Full-length PKCs in SCDH have previously been shown to contribute to the induction of pain hypersensitivity, or allodynia and hyperalgesia and neuronal sensitization that are driven largely by continued inputs from the peripheral site of injury [4, 5, 8]. The present results, however, indicate the autonomous PKC isoform, PKMζ, plays a specific essential role in sustaining spinal plasticity underlying persistent pain. PKMζ was persistently increased in SCDH by cutaneous injuries ( formalin and capsaicin), or by spinal stimulation with a glutamate agonist, each of which produces persistent pain or long-lasting pain hypersensitivity that is selectively reversed by inhibition of PKMζ, but not full-length PKCs. Additional shorter-term increases in full-length PKCζ and PKCι/λ 45 min after formalin injection are consistent with the behavioral data suggesting a role of full-length PKCs in the induction of persistent pain. However, at later time points (2 and 24 h) after capsaicin or i.t. DHPG, only PKMζ is elevated, indicating that SCDH PKMζ specifically is persistently elevated in association with the maintenance of persistent pain.

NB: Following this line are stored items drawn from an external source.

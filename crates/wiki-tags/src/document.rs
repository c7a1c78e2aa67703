//! In-memory form of the tag document.

use std::collections::{BTreeMap, BTreeSet, HashSet};

use serde::{Deserialize, Serialize};

use crate::error::{TagError, TagResult};

/// Separator between tags inside the `tags` field.
pub const TAG_SEPARATOR: &str = ", ";

/// How a lookup tag is compared against a row's `tags` field.
#[derive(Clone, Copy, Debug, Default, PartialEq, Eq, Serialize, Deserialize)]
#[serde(rename_all = "lowercase")]
pub enum MatchMode {
    /// The tag occurs anywhere in the raw field: `"oak"` matches
    /// `"oakland"`, and the empty tag matches every row.
    #[default]
    Substring,
    /// The tag equals one of the comma-separated tokens, ignoring
    /// surrounding whitespace.
    Token,
}

/// One `filename,tags` row.
///
/// `tags` is kept exactly as stored so rows that are not edited are written
/// back byte for byte.
#[derive(Clone, Debug, PartialEq, Eq, Serialize, Deserialize)]
pub struct TagRecord {
    pub filename: String,
    pub tags: String,
}

impl TagRecord {
    /// A fresh row, tagged with its own filename.
    pub fn new(filename: impl Into<String>) -> Self {
        let filename = filename.into();
        Self {
            tags: filename.clone(),
            filename,
        }
    }

    pub fn with_tags(filename: impl Into<String>, tags: impl Into<String>) -> Self {
        Self {
            filename: filename.into(),
            tags: tags.into(),
        }
    }

    /// The tags in stored order. An empty field has no tags.
    pub fn tag_list(&self) -> Vec<&str> {
        if self.tags.is_empty() {
            Vec::new()
        } else {
            self.tags.split(TAG_SEPARATOR).collect()
        }
    }

    pub fn tag_set(&self) -> BTreeSet<String> {
        self.tag_list().into_iter().map(str::to_string).collect()
    }

    pub fn matches(&self, tag: &str, mode: MatchMode) -> bool {
        match mode {
            MatchMode::Substring => self.tags.contains(tag),
            MatchMode::Token => self.tags.split(',').any(|t| t.trim() == tag),
        }
    }
}

/// Outcome of adding a tag to a filename.
#[derive(Clone, Copy, Debug, PartialEq, Eq, Serialize, Deserialize)]
#[serde(rename_all = "kebab-case")]
pub enum TagUpdate {
    Added,
    AlreadyPresent,
    /// No row for the filename; the document is unchanged.
    UnknownFile,
}

/// Reject tags that would not survive a write/read cycle of the tags field.
pub fn validate_tag(tag: &str) -> TagResult<()> {
    let invalid = |reason: &str| TagError::InvalidTag {
        tag: tag.to_string(),
        reason: reason.to_string(),
    };
    if tag.trim().is_empty() {
        return Err(invalid("tag must not be empty"));
    }
    if tag.contains(',') {
        return Err(invalid("tag must not contain ','"));
    }
    if tag.contains(['\n', '\r']) {
        return Err(invalid("tag must not contain line breaks"));
    }
    Ok(())
}

/// Reject filenames that cannot be a row key.
pub fn validate_filename(filename: &str) -> TagResult<()> {
    let invalid = |reason: &str| TagError::InvalidFilename {
        filename: filename.to_string(),
        reason: reason.to_string(),
    };
    if filename.is_empty() {
        return Err(invalid("filename must not be empty"));
    }
    if filename.contains(['\n', '\r']) {
        return Err(invalid("filename must not contain line breaks"));
    }
    Ok(())
}

/// The whole tag document: rows in stored order, at most one per filename.
#[derive(Clone, Debug, Default, PartialEq, Eq)]
pub struct TagDocument {
    records: Vec<TagRecord>,
}

impl TagDocument {
    /// An empty document (header only when serialized).
    pub fn new() -> Self {
        Self::default()
    }

    /// Build a document, rejecting duplicate filenames.
    pub fn from_records(records: Vec<TagRecord>) -> TagResult<Self> {
        let mut seen = HashSet::new();
        for record in &records {
            if !seen.insert(record.filename.as_str()) {
                return Err(TagError::DuplicateRow {
                    filename: record.filename.clone(),
                });
            }
        }
        Ok(Self { records })
    }

    pub fn records(&self) -> &[TagRecord] {
        &self.records
    }

    pub fn len(&self) -> usize {
        self.records.len()
    }

    pub fn is_empty(&self) -> bool {
        self.records.is_empty()
    }

    pub fn get(&self, filename: &str) -> Option<&TagRecord> {
        self.records.iter().find(|r| r.filename == filename)
    }

    pub fn contains(&self, filename: &str) -> bool {
        self.get(filename).is_some()
    }

    /// Filenames whose tags match `tag`, in row order.
    pub fn filenames_matching(&self, tag: &str, mode: MatchMode) -> Vec<String> {
        self.records
            .iter()
            .filter(|r| r.matches(tag, mode))
            .map(|r| r.filename.clone())
            .collect()
    }

    /// Add `tag` to the row for `filename`.
    ///
    /// Existing tags are split on [`TAG_SEPARATOR`], the new tag appended,
    /// duplicates dropped keeping the first occurrence, and the result
    /// re-joined. A row with an empty tags field gets `tag` alone.
    pub fn add_tag(&mut self, filename: &str, tag: &str) -> TagUpdate {
        let Some(record) = self.records.iter_mut().find(|r| r.filename == filename) else {
            return TagUpdate::UnknownFile;
        };
        if record.tags.is_empty() {
            record.tags = tag.to_string();
            return TagUpdate::Added;
        }

        let (joined, already_present) = {
            let mut tags = record.tag_list();
            let already_present = tags.contains(&tag);
            tags.push(tag);
            let mut seen = HashSet::new();
            tags.retain(|t| seen.insert(*t));
            (tags.join(TAG_SEPARATOR), already_present)
        };
        record.tags = joined;

        if already_present {
            TagUpdate::AlreadyPresent
        } else {
            TagUpdate::Added
        }
    }

    /// Append a row for `filename` tagged with itself. Returns `false` when
    /// the row already exists.
    pub fn add_file(&mut self, filename: &str) -> bool {
        if self.contains(filename) {
            return false;
        }
        self.records.push(TagRecord::new(filename));
        true
    }

    /// `filename -> set of tags`, ignoring stored order.
    pub fn tag_map(&self) -> BTreeMap<String, BTreeSet<String>> {
        self.records
            .iter()
            .map(|r| (r.filename.clone(), r.tag_set()))
            .collect()
    }
}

The specificity of PKMζ effects in sustaining spinal plasticity underlying persistent pain is highlighted by the ability of i.t. treatment with a selective PKMζ inhibitor to reverse established persistent pain or pain hypersensitivity, while treatment with a full-length PKC inhibitor fails to do so, despite its ability to prevent the induction of persistent pain. This transition from the transient role of full-length PKCs to the persistent function of autonomously active PKMζ in pain is reminiscent of similar transitions in LTP and memory consolidation [1317]. Furthermore, the finding that spinal PKMζ inhibition not only reversed hind paw capsaicin-induced allodynia, but also hind paw capsaicin-induced sensitization of SCDH WDR neurons (evoked by the same mechanical stimuli) provides further support for the role of PKMζ in the maintenance of spinal nociceptive plasticity. Earlier studies demonstrating that pretreatment [25], but not post-treatment [26] with NPC-15437 reduced capsaicin-induced sensitization of spinal neurons to mechanical stimulation, is also consistent with our behavioral data showing that post-treatment with NPC-15437 does not reverse persistent pain or allodynia after cutaneous injury or spinal stimulation. Importantly, this earlier study used the same PKC inhibitor we employed, which does not inhibit PKMζ.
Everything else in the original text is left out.